Пару недель спустя Горгий показал ей ещё одну свою работу. Оказывается, раненый командир тоже видел тот страшный момент во время ликвидации прорыва — на картине взлетевшая над чудовищем Алёна Лебедь падала вниз головой, преображаясь в тонкую белую фигурку с жезлом в вытянутых руках. Сверкающий жезл-меч нацеливался остриём в единственный круглый, багровый глаз монстра. Извивающиеся страшные щупальца бессильны были поймать самоотверженную героиню, стремительную, как луч света, воплощённый в девичьем теле. До гибели девушки и чудовища оставались считанные мгновения. У лап монстра на окровавленном полу лежал мёртвый Вано. Художник милосердно скрыл тенями нижнюю половину его разорванного надвое тела и разбросанные по полу внутренности.Ольга рассеянно обвела взглядом серо-голубые стены комнаты и картины на них. Все они были подписаны инициалами G.S. Горгий как-то сказал ей, что эти буквы означают Джордж Стоун, одно из вымышленных имён, которым он пользовался в Англии.

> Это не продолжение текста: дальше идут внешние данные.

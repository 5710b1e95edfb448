/*
 * Copyright Amazon.com, Inc. or its affiliates. All Rights Reserved.
 * SPDX-License-Identifier: Apache-2.0
 */

use tokio_util::sync::CancellationToken;

use crate::error::{self, Error};

/// Input type for removing an archived object
#[non_exhaustive]
#[derive(Clone, Debug)]
pub struct RemoveInput {
    /// Name of the file relative to the mount root
    pub object_name: String,

    /// Cancels the request when fired
    pub cancellation_token: CancellationToken,
}

impl RemoveInput {
    /// Creates a new builder-style object to manufacture [`RemoveInput`]
    pub fn builder() -> RemoveInputBuilder {
        RemoveInputBuilder::default()
    }

    /// Name of the file relative to the mount root
    pub fn object_name(&self) -> &str {
        &self.object_name
    }
}

/// A builder for [`RemoveInput`]
#[non_exhaustive]
#[derive(Clone, Default, Debug)]
pub struct RemoveInputBuilder {
    pub(crate) object_name: Option<String>,
    pub(crate) cancellation_token: Option<CancellationToken>,
}

impl RemoveInputBuilder {
    /// Name of the file relative to the mount root.
    ///
    /// NOTE: An object name is required.
    pub fn object_name(mut self, input: impl Into<String>) -> Self {
        self.object_name = Some(input.into());
        self
    }

    /// Name of the file relative to the mount root.
    pub fn get_object_name(&self) -> &Option<String> {
        &self.object_name
    }

    /// Token used to cancel the request
    pub fn cancellation_token(mut self, input: CancellationToken) -> Self {
        self.cancellation_token = Some(input);
        self
    }

    /// Consumes the builder and constructs a [`RemoveInput`]
    pub fn build(self) -> Result<RemoveInput, Error> {
        Ok(RemoveInput {
            object_name: self
                .object_name
                .ok_or_else(|| error::invalid_input("object name is required"))?,
            cancellation_token: self.cancellation_token.unwrap_or_default(),
        })
    }
}
/*
 * Copyright Amazon.com, Inc. or its affiliates. All Rights Reserved.
 * SPDX-License-Identifier: Apache-2.0
 */

//! In-memory implementation of [`BlobStore`].

use std::collections::HashMap;
use std::sync::{Mutex, MutexGuard};
use std::time::Duration;

use async_trait::async_trait;
use bytes::{Bytes, BytesMut};

use crate::error::{self, Error};
use crate::metadata::{AccessControl, Metadata};
use crate::path::BlobLocation;
use crate::store::{BlobProperties, BlobStore, BlockId};

/// ACL assigned to new paths in a hierarchical container
const DEFAULT_OWNER: &str = "$superuser";
const DEFAULT_ACL: &str = "user::rw-,group::r--,other::---";

/// The store call recorded in the journal or targeted by an injected failure
#[derive(Debug, Clone, Copy, PartialEq, Eq, Hash)]
pub enum StoreCall {
    /// [`BlobStore::put_blob`]
    PutBlob,
    /// [`BlobStore::stage_block`]
    StageBlock,
    /// [`BlobStore::commit_block_list`]
    CommitBlockList,
    /// [`BlobStore::get_properties`]
    GetProperties,
    /// [`BlobStore::get_blob_range`]
    GetBlobRange,
    /// [`BlobStore::delete_blob`]
    DeleteBlob,
    /// [`BlobStore::get_access_control`]
    GetAccessControl,
    /// [`BlobStore::set_access_control`]
    SetAccessControl,
}

/// One call received by the store
#[derive(Debug, Clone, PartialEq, Eq)]
pub struct JournalEntry {
    /// Which operation was invoked
    pub call: StoreCall,
    /// Blob key it addressed
    pub key: String,
}

/// A committed blob
#[derive(Debug, Clone, PartialEq, Eq)]
pub struct StoredBlob {
    /// Content
    pub data: Bytes,
    /// User-defined metadata
    pub metadata: Metadata,
    /// Native ACL, hierarchical containers only
    pub access_control: Option<AccessControl>,
}

#[derive(Debug, Default)]
struct State {
    blobs: HashMap<String, StoredBlob>,
    snapshots: HashMap<String, Vec<StoredBlob>>,
    // key -> block id -> content
    staged: HashMap<String, HashMap<BlockId, Bytes>>,
    journal: Vec<JournalEntry>,
    // None matches every key
    failures: Vec<(StoreCall, Option<String>)>,
}

/// A [`BlobStore`] held entirely in memory.
///
/// Models a flat or hierarchical container, keeps a journal of every call it receives and
/// supports failure injection and artificial latency for exercising error and cancellation
/// paths.
#[derive(Debug, Default)]
pub struct InMemoryBlobStore {
    hierarchical: bool,
    latency: Option<Duration>,
    state: Mutex<State>,
}

impl InMemoryBlobStore {
    /// Create an empty flat container
    pub fn new() -> Self {
        Self::default()
    }

    /// Create an empty container with a hierarchical namespace
    pub fn hierarchical() -> Self {
        Self {
            hierarchical: true,
            ..Default::default()
        }
    }

    /// Delay every call by `latency` before it takes effect
    pub fn with_latency(mut self, latency: Duration) -> Self {
        self.latency = Some(latency);
        self
    }

    /// Fail every `call` addressed to `key` with a backend error
    pub fn fail_on(&self, call: StoreCall, key: impl Into<String>) {
        self.lock().failures.push((call, Some(key.into())));
    }

    /// Fail every `call` regardless of key
    pub fn fail_all(&self, call: StoreCall) {
        self.lock().failures.push((call, None));
    }

    /// Remove all injected failures
    pub fn clear_failures(&self) {
        self.lock().failures.clear();
    }

    /// Calls received so far, in arrival order
    pub fn journal(&self) -> Vec<JournalEntry> {
        self.lock().journal.clone()
    }

    /// Keys of journal entries for `call`, in arrival order
    pub fn calls(&self, call: StoreCall) -> Vec<String> {
        self.lock()
            .journal
            .iter()
            .filter(|entry| entry.call == call)
            .map(|entry| entry.key.clone())
            .collect()
    }

    /// The committed blob at `key`, if any
    pub fn blob(&self, key: &str) -> Option<StoredBlob> {
        self.lock().blobs.get(key).cloned()
    }

    /// Keys of all committed blobs, sorted
    pub fn keys(&self) -> Vec<String> {
        let mut keys = self.lock().blobs.keys().cloned().collect::<Vec<_>>();
        keys.sort();
        keys
    }

    /// Take a snapshot of the committed blob at `key`
    pub fn snapshot(&self, key: &str) -> Result<(), Error> {
        let mut state = self.lock();
        let blob = state
            .blobs
            .get(key)
            .cloned()
            .ok_or_else(|| blob_not_found(key))?;
        state.snapshots.entry(key.to_owned()).or_default().push(blob);
        Ok(())
    }

    /// Number of snapshots held for `key`
    pub fn snapshot_count(&self, key: &str) -> usize {
        self.lock().snapshots.get(key).map_or(0, Vec::len)
    }

    /// Number of uncommitted blocks staged for `key`
    pub fn staged_block_count(&self, key: &str) -> usize {
        self.lock().staged.get(key).map_or(0, HashMap::len)
    }

    fn lock(&self) -> MutexGuard<'_, State> {
        // a poisoned journal is still usable
        self.state
            .lock()
            .unwrap_or_else(|poisoned| poisoned.into_inner())
    }

    async fn enter(&self, call: StoreCall, key: &str) -> Result<(), Error> {
        self.lock().journal.push(JournalEntry {
            call,
            key: key.to_owned(),
        });
        if let Some(latency) = self.latency {
            tokio::time::sleep(latency).await;
        }
        let injected = self
            .lock()
            .failures
            .iter()
            .any(|(c, k)| *c == call && k.as_deref().map_or(true, |k| k == key));
        if injected {
            return Err(error::backend_unavailable(format!(
                "{key}: injected {call:?} failure (HTTP 503 ServerBusy)"
            )));
        }
        Ok(())
    }

    fn require_namespace(&self, key: &str) -> Result<(), Error> {
        if self.hierarchical {
            Ok(())
        } else {
            Err(error::backend_unavailable(format!(
                "{key}: HTTP 409 HierarchicalNamespaceNotEnabled"
            )))
        }
    }

    fn commit(&self, key: &str, data: Bytes, metadata: &Metadata) {
        let mut state = self.lock();
        let access_control = match state.blobs.get(key) {
            Some(existing) => existing.access_control.clone(),
            None if self.hierarchical => Some(AccessControl::new(
                DEFAULT_OWNER,
                DEFAULT_OWNER,
                DEFAULT_ACL,
            )),
            None => None,
        };
        state.blobs.insert(
            key.to_owned(),
            StoredBlob {
                data,
                metadata: metadata.clone(),
                access_control,
            },
        );
    }
}

fn blob_not_found(key: &str) -> Error {
    error::not_found(format!("{key}: HTTP 404 BlobNotFound"))
}

fn path_not_found(key: &str) -> Error {
    error::not_found(format!("{key}: HTTP 404 PathNotFound"))
}

#[async_trait]
impl BlobStore for InMemoryBlobStore {
    async fn put_blob(
        &self,
        location: &BlobLocation,
        body: Bytes,
        metadata: &Metadata,
    ) -> Result<(), Error> {
        self.enter(StoreCall::PutBlob, location.key()).await?;
        self.commit(location.key(), body, metadata);
        Ok(())
    }

    async fn stage_block(
        &self,
        location: &BlobLocation,
        block_id: &BlockId,
        body: Bytes,
    ) -> Result<(), Error> {
        self.enter(StoreCall::StageBlock, location.key()).await?;
        self.lock()
            .staged
            .entry(location.key().to_owned())
            .or_default()
            .insert(block_id.clone(), body);
        Ok(())
    }

    async fn commit_block_list(
        &self,
        location: &BlobLocation,
        blocks: &[BlockId],
        metadata: &Metadata,
    ) -> Result<(), Error> {
        let key = location.key();
        self.enter(StoreCall::CommitBlockList, key).await?;

        let staged = self.lock().staged.remove(key).unwrap_or_default();
        let mut combined = BytesMut::new();
        for id in blocks {
            let block = staged.get(id).ok_or_else(|| {
                error::backend_unavailable(format!("{key}: HTTP 400 InvalidBlockList ({id})"))
            })?;
            combined.extend_from_slice(block);
        }
        self.commit(key, combined.freeze(), metadata);
        Ok(())
    }

    async fn get_properties(&self, location: &BlobLocation) -> Result<BlobProperties, Error> {
        let key = location.key();
        self.enter(StoreCall::GetProperties, key).await?;
        let state = self.lock();
        let blob = state.blobs.get(key).ok_or_else(|| blob_not_found(key))?;
        Ok(BlobProperties {
            len: blob.data.len() as u64,
            metadata: blob.metadata.clone(),
        })
    }

    async fn get_blob_range(
        &self,
        location: &BlobLocation,
        offset: u64,
        length: u64,
    ) -> Result<Bytes, Error> {
        let key = location.key();
        self.enter(StoreCall::GetBlobRange, key).await?;
        let state = self.lock();
        let data = &state.blobs.get(key).ok_or_else(|| blob_not_found(key))?.data;
        let len = data.len() as u64;
        if offset >= len {
            return Err(error::backend_unavailable(format!(
                "{key}: HTTP 416 InvalidRange"
            )));
        }
        let end = offset.saturating_add(length).min(len);
        Ok(data.slice(offset as usize..end as usize))
    }

    async fn delete_blob(&self, location: &BlobLocation) -> Result<(), Error> {
        let key = location.key();
        self.enter(StoreCall::DeleteBlob, key).await?;
        let mut state = self.lock();
        if state.blobs.remove(key).is_none() {
            return Err(blob_not_found(key));
        }
        state.snapshots.remove(key);
        Ok(())
    }

    async fn get_access_control(&self, location: &BlobLocation) -> Result<AccessControl, Error> {
        let key = location.key();
        self.enter(StoreCall::GetAccessControl, key).await?;
        self.require_namespace(key)?;
        let state = self.lock();
        let blob = state.blobs.get(key).ok_or_else(|| path_not_found(key))?;
        Ok(blob.access_control.clone().unwrap_or_default())
    }

    async fn set_access_control(
        &self,
        location: &BlobLocation,
        access_control: &AccessControl,
    ) -> Result<(), Error> {
        let key = location.key();
        self.enter(StoreCall::SetAccessControl, key).await?;
        self.require_namespace(key)?;
        let mut state = self.lock();
        let blob = state
            .blobs
            .get_mut(key)
            .ok_or_else(|| path_not_found(key))?;
        blob.access_control = Some(access_control.clone());
        Ok(())
    }
}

На первой картине был изображён парк с буйно цветущими рододендронами. Их тёмно-розовые и пурпурные лепестки опять напомнили о крови, и Ольга отвела глаза. Вторая и третья, с скандинавским фьордом и видом на возвышающееся над морем аббатство Мон-Сен-Мишель, ласкали глаз спокойными синими, голубыми, серыми красками.
Четвёртая картина появилась здесь недавно. На ней из зелёной травы тянулись к солнцу в безоблачном небе маленькие солнышки — жарки, оранжево-жёлтые азиатские купальницы. За цветущей поляной виднелись синие горы. Вид напоминал Ольгины родные места. Когда Ольга смотрела на картину с жарками, её вдруг осенило — художник тоскует по солнцу и тоже нуждается в живом тепле.
Здесь висела лишь одна картина, тоже написанная Горгием. На ней по желтовато-зелёной выгоревшей степи скакал табун лошадей, сотканных из языков пламени: буйные пылающие гривы, дикие чёрные глаза, разлетающийся из-под копыт пепел. Огненные кони воплощали степной пожар, стихию огня, или, быть может, само безжалостное время, которое нельзя остановить.